Radiotherapy provider Nucletron of Veenendaal, the Netherlands, will debut new products and upgrades at the American Society for Therapeutic Radiology and Oncology (ASTRO) conference in Atlanta this week.
The firm will be spotlighting the latest component for its Spot Pro treatment-planning system for permanent-seed prostate implants at the conference. The Inverse Planning Module generates an optimal treatment plan in less than a minute, enabling plan adjustments to take place during the procedure, according to the company.
Spot Pro is available as a stand-alone treatment-planning system for manual-seed-implant techniques, and can also be integrated into the developer's automated Fully Integrated Real-Time Seed Treatment (FIRST) system, Nucletron said.
The company will also be highlighting its recently released OncoSystem Breast, a complete turnkey kit for accelerated partial-breast irradiation (APBI). The system is a compilation of Nucletron products and services including its Plato Insight brachytherapy treatment-planning software, the Kuske Breast Template, the OncoSmart catheter, and professional clinical education.
Nucletron reported that the American Medical Association CPT Editorial Panel has approved a CPT code for the implantation of its Comfort catheter system (now marketed as OncoSmart) for patients who are candidates for breast-conserving cancer treatment.
The new CPT code and reimbursement level is expected to be published this month in the 2005 Centers for Medicare and Medicaid Services (CMS) final rule, and will be effective January 2005. The catheter system will be introduced at ASTRO this week.
In other news, Nucletron said it has formalized a partnership agreement with Exxim Computing of Pleasanton, CA. The companies will work together on the development and marketing of conebeam CT reconstruction software, a method of acquiring and reconstructing CT images from 3D isotropic image data using an amorphous silicon detector on a radiotherapy simulator.

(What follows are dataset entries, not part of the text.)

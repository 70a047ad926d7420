//! Fan-out of parent notifications to sub-joins.

use crate::link::node::{borrow_node, LinkNode, NodeRef};
use rejoin_core::{Document, Result};

/// The sub-joins of one node, notified in declaration order.
#[derive(Default)]
pub(crate) struct ChildDeMultiplexer {
    children: Vec<NodeRef>,
}

impl ChildDeMultiplexer {
    pub(crate) fn new() -> Self {
        Self::default()
    }

    pub(crate) fn push(&mut self, child: NodeRef) {
        self.children.push(child);
    }

    #[inline]
    pub(crate) fn is_empty(&self) -> bool {
        self.children.is_empty()
    }

    pub(crate) fn nodes(&self) -> &[NodeRef] {
        &self.children
    }

    pub(crate) fn parent_added(&self, source: &str, doc: &Document) -> Result<()> {
        for child in &self.children {
            borrow_node(child)?.parent_added(source, doc)?;
        }
        Ok(())
    }

    pub(crate) fn parent_changed(&self, source: &str, doc: &Document) -> Result<()> {
        for child in &self.children {
            borrow_node(child)?.parent_changed(source, doc)?;
        }
        Ok(())
    }

    pub(crate) fn parent_removed(&self, source: &str) -> Result<()> {
        for child in &self.children {
            borrow_node(child)?.parent_removed(source)?;
        }
        Ok(())
    }

    pub(crate) fn commit(&self) -> Result<()> {
        for child in &self.children {
            borrow_node(child)?.commit()?;
        }
        Ok(())
    }

    pub(crate) fn flush(&self) -> Result<()> {
        for child in &self.children {
            borrow_node(child)?.flush()?;
        }
        Ok(())
    }

    /// Commits every child, then flushes every child.
    pub(crate) fn settle(&self) -> Result<()> {
        self.commit()?;
        self.flush()
    }

    pub(crate) fn observe(&self) -> Result<()> {
        for child in &self.children {
            LinkNode::observe(child)?;
        }
        Ok(())
    }

    /// Stops every child. All children are stopped even if one fails; the
    /// first error is returned.
    pub(crate) fn stop(&self) -> Result<()> {
        let mut first = Ok(());
        for child in &self.children {
            let stopped = borrow_node(child).and_then(|mut node| node.stop());
            if let Err(err) = stopped {
                tracing::warn!("Failed to stop sub-join: {}", err);
                if first.is_ok() {
                    first = Err(err);
                }
            }
        }
        first
    }
}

The radiation therapy imaging and validation tool provides the capability to perform conventional, virtual, and CT-assisted simulation on one device, the company said.
Finally, the developer reported that the Image-Guided Therapy QA Center at Washington University School of Medicine in St. Louis, MO, has approved the latest version of its Plato brachytherapy-planning system (BPS) as compliant with the Advanced Technology QA Consortium protocol for submission of high-dose-rate (HDR) brachytherapy plans.
The approval provides Plato BPS users with the ability to participate in Radiation Therapy Oncology Group (RTOG) and other cooperative group clinical trials that require digital data submission.